Maximum Pump Capacity 1

[TreeEng]

I realize this is a simple question, but I would appreciate any help you could give.

How is the maximum capacity of a pump determined from the pump curve? Do the suction and discharge pressures affect this analysis?

 

[TD2K]

There's a couple of ways to answer your question, depending how I interpret it.

The maximum capacity of the pump is about where the pump curve ends. You can extrapolate the curve somewhat to higher flow rates but the head may quickly drop off below what you believe the pump should be putting out. Be aware that driver hp requirements (unless you have an axial type pump) and NPSHR will continue to increase and pump reliability will suffer.

The actual flow through the pump for a set of conditions is set by the dP or head across the pump. Discharge pressure minus suction pressure is the pressure rise across the pump. You then convert this to head by the equation 2.31*dP/SG where SG is the specific gravity of the fluid being pumped. You then use the curve to read off the resulting flow rate for that head. For viscous fluids (greater than about 50 cP), you should correct for viscosity. Compared to pumping water, head will be decreased and driver load will increase when pumping viscous fluids.

 

[TreeEng]

I am pumping a non-viscous fluid between two vessels. I would like to find the maximum possible pump-out rate so that I can determine the appropriate vacuum protection for the source vessel. Would using the point where the pump curve ends be appropriate for this? I have seen other methods which try to minimize the pressure drop across the pump to maximize the flow based on the process conditions/tank ratings. Thoughts on this?

 

[quark]

As TD2K suggested, I would agree for checking the dp across the pump (when the fluid in source tank is at it's highest level and discharge valve fully opened). This is the minimum dp prevailing in the system and there will be maximum discharge at this condition.

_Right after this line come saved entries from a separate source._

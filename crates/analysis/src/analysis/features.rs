//! Feature extraction from population snapshots.
//!
//! Turns a [`Species`] into the numeric arrays the rest of the analysis
//! works on: a genotype array, a coordinate matrix and an environment
//! matrix, all in the snapshot's id order.

use crate::errors::AnalysisError;
use landgen_sim::simulation::Species;
use nalgebra::DMatrix;

/// Dense genotype array of shape individuals × loci × ploidy.
#[derive(Debug, Clone, PartialEq)]
pub struct GenotypeArray {
    n_individuals: usize,
    n_loci: usize,
    ploidy: usize,
    /// Individual-major, then locus-major alleles
    alleles: Vec<u8>,
}

impl GenotypeArray {
    /// Return `(individuals, loci, ploidy)`.
    pub fn shape(&self) -> (usize, usize, usize) {
        (self.n_individuals, self.n_loci, self.ploidy)
    }

    /// Allele carried by `individual` at `locus` on chromosome copy `copy`.
    pub fn get(&self, individual: usize, locus: usize, copy: usize) -> Option<u8> {
        if individual >= self.n_individuals || locus >= self.n_loci || copy >= self.ploidy {
            return None;
        }
        let idx = (individual * self.n_loci + locus) * self.ploidy + copy;
        self.alleles.get(idx).copied()
    }

    /// Alleles of one individual, locus-major.
    pub fn individual(&self, idx: usize) -> Option<&[u8]> {
        let width = self.n_loci * self.ploidy;
        let start = idx.checked_mul(width)?;
        if idx >= self.n_individuals {
            return None;
        }
        self.alleles.get(start..start + width)
    }

    /// Raw allele buffer, individual-major then locus-major.
    pub fn as_slice(&self) -> &[u8] {
        &self.alleles
    }
}

/// Numeric features of a snapshot, row `i` describing `ids[i]`.
#[derive(Debug, Clone)]
pub struct Features {
    /// Individual ids in row order
    pub ids: Vec<u64>,
    pub genotypes: GenotypeArray,
    /// n × 2 matrix of `(x, y)`
    pub coords: DMatrix<f64>,
    /// n × |layers| matrix of environmental values
    pub env: DMatrix<f64>,
    /// Landscape layers the `env` columns were taken from
    pub env_layers: Vec<usize>,
}

impl Features {
    /// Number of individuals.
    pub fn len(&self) -> usize {
        self.ids.len()
    }

    pub fn is_empty(&self) -> bool {
        self.ids.is_empty()
    }
}

/// Extract genotype, coordinate and environment features from a snapshot.
///
/// # Arguments
///
/// * `species` - The snapshot to read
/// * `env_layers` - Landscape layers whose values make up the environment matrix
///
/// # Errors
///
/// Returns [`AnalysisError::MalformedSnapshot`] when an individual has no
/// loci, a genotype shape different from the first individual, lacks a
/// requested layer, sits at a non-finite coordinate, or carries an
/// environmental value outside `[0, 1]`.
pub fn extract_features(
    species: &Species,
    env_layers: &[usize],
) -> Result<Features, AnalysisError> {
    let n = species.size();
    let (n_loci, ploidy) = species
        .iter()
        .next()
        .map(|ind| (ind.genotype().n_loci(), ind.genotype().ploidy()))
        .unwrap_or((0, 0));

    let mut ids = Vec::with_capacity(n);
    let mut alleles = Vec::with_capacity(n * n_loci * ploidy);
    let mut coords = DMatrix::zeros(n, 2);
    let mut env = DMatrix::zeros(n, env_layers.len());

    for (row, ind) in species.iter().enumerate() {
        let id = ind.id();
        let genotype = ind.genotype();
        if genotype.n_loci() == 0 {
            return Err(malformed(id, "genotype has no loci"));
        }
        if genotype.n_loci() != n_loci || genotype.ploidy() != ploidy {
            return Err(malformed(
                id,
                format!(
                    "genotype is {}x{}, expected {n_loci}x{ploidy}",
                    genotype.n_loci(),
                    genotype.ploidy()
                ),
            ));
        }
        let (x, y) = ind.location();
        if !x.is_finite() || !y.is_finite() {
            return Err(malformed(id, format!("non-finite location ({x}, {y})")));
        }

        for (col, &layer) in env_layers.iter().enumerate() {
            let value = ind
                .env()
                .get(layer)
                .copied()
                .ok_or_else(|| malformed(id, format!("missing environment layer {layer}")))?;
            if !(0.0..=1.0).contains(&value) {
                return Err(malformed(
                    id,
                    format!("environment value {value} on layer {layer} outside [0, 1]"),
                ));
            }
            env[(row, col)] = value;
        }

        ids.push(id);
        alleles.extend_from_slice(genotype.as_slice());
        coords[(row, 0)] = x;
        coords[(row, 1)] = y;
    }

    Ok(Features {
        ids,
        genotypes: GenotypeArray {
            n_individuals: n,
            n_loci,
            ploidy,
            alleles,
        },
        coords,
        env,
        env_layers: env_layers.to_vec(),
    })
}

fn malformed(id: u64, reason: impl Into<String>) -> AnalysisError {
    AnalysisError::MalformedSnapshot {
        id,
        reason: reason.into(),
    }
}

Note that with less dp discharge will be more and viceversa.
In my view, considering the discharge at the end of the curve wiil be highly redundant. This condition may occur when discharge is full open without any losses (just check what the dp is at the end of the curve, if it is marginal, you need not go upto this point)

I have a gut feeling that the higher volume in the source tank will offset damage due to pump out of liquid initialy. (i.e the external pressure of water vs crushing due to vacuum)

Good Luck,

 

[abcmex]

I will try to define your problem: You want to determine the maximum flow during the transfer between two vessels. With this information you will design an adequate venting on the source tank to avoid excessive vacuum.
First probably the worst case will be at the begining; the tank is full, you have plenty of NPSH.
Your pipe line has a pipe curve (flow vs pressure drop)and the pump has also a curve; make a grafic of them and see where they cross. The pump will probably operate at this point and you can design a proper venting. In very short lines you probably will need a orifice plate as restriction to avoid pump damages.
The pump curves end mostly where the NPSHr tends to be too large as TD2K mentioned already

 

[Montemayor]

TreeEng (Chemical):

I have done your application at plant engineering level, perhaps, hundreds of times. I have always documented my calculations and project MOCs and never found any challenges or questions raised. The method, assuming that we are dealing with a source vessel that is nominally atmospheric design (uses a conventional conservation vent/vacuum breaker), is as follows:

1. Read the "end-of-the-curve" gpm on the centrifugal pump's performance curve; agreeably, the pump will never get to this condition but this is a conservative estimate and the errors are not worthwhile debating.

2. Manufacturers have advised me that up to 10% of the performance curve (at the end) is theoretical, extrapolated, or ficticious; nevertheless, the amount of liquid volume converted to essentially the atmospheric air required to displace it is very, very small (relatively) and well within the capacities of nominally small vacuum breakers.

3. For example, a 1,000 gpm displacement of liquid causes a vacuum capacity need for 134 cfm or 8,000 cfh at essentially standard conditions. A vacuum breaker for that capacity is insignificant when compared to what it is protecting. It isn't practical nor cost-effective to do any further calculations or "engineering design" on its capacity. The answer will be conservative, will work, and will be the most cost-effective.

Unless you have a pressurized case or your configuration is other than what I've assumed, I would do no more than the above. The effects of NPSH, the varying pressure difference, the temperatures, the densities, etc. will not have any significant effect on the ultimate size of the vacuum breaker. You will ultimately install the nominal size that the manufacturer (such as Protectoseal) offers for the capacity range desired anyway. The manufacturer is not going to design a "custom" or special vacuum breaker for your application - at least I hope that's not the case. I've often come up with 2" to 3" sizes in most liquid transfer cases that have been more than ample in protection required. If we're talking about the difference between a 2" and 3" vacuum breaker, I don't think this is worth more conversation. However, if you're looking at a 14" to 20" vacuum breaker, we need more details and basic data.

Hope this experience helps.






Art Montemayor
Spring, TX

 

[TreeEng]

Thanks to all for their help, it is much appreciated.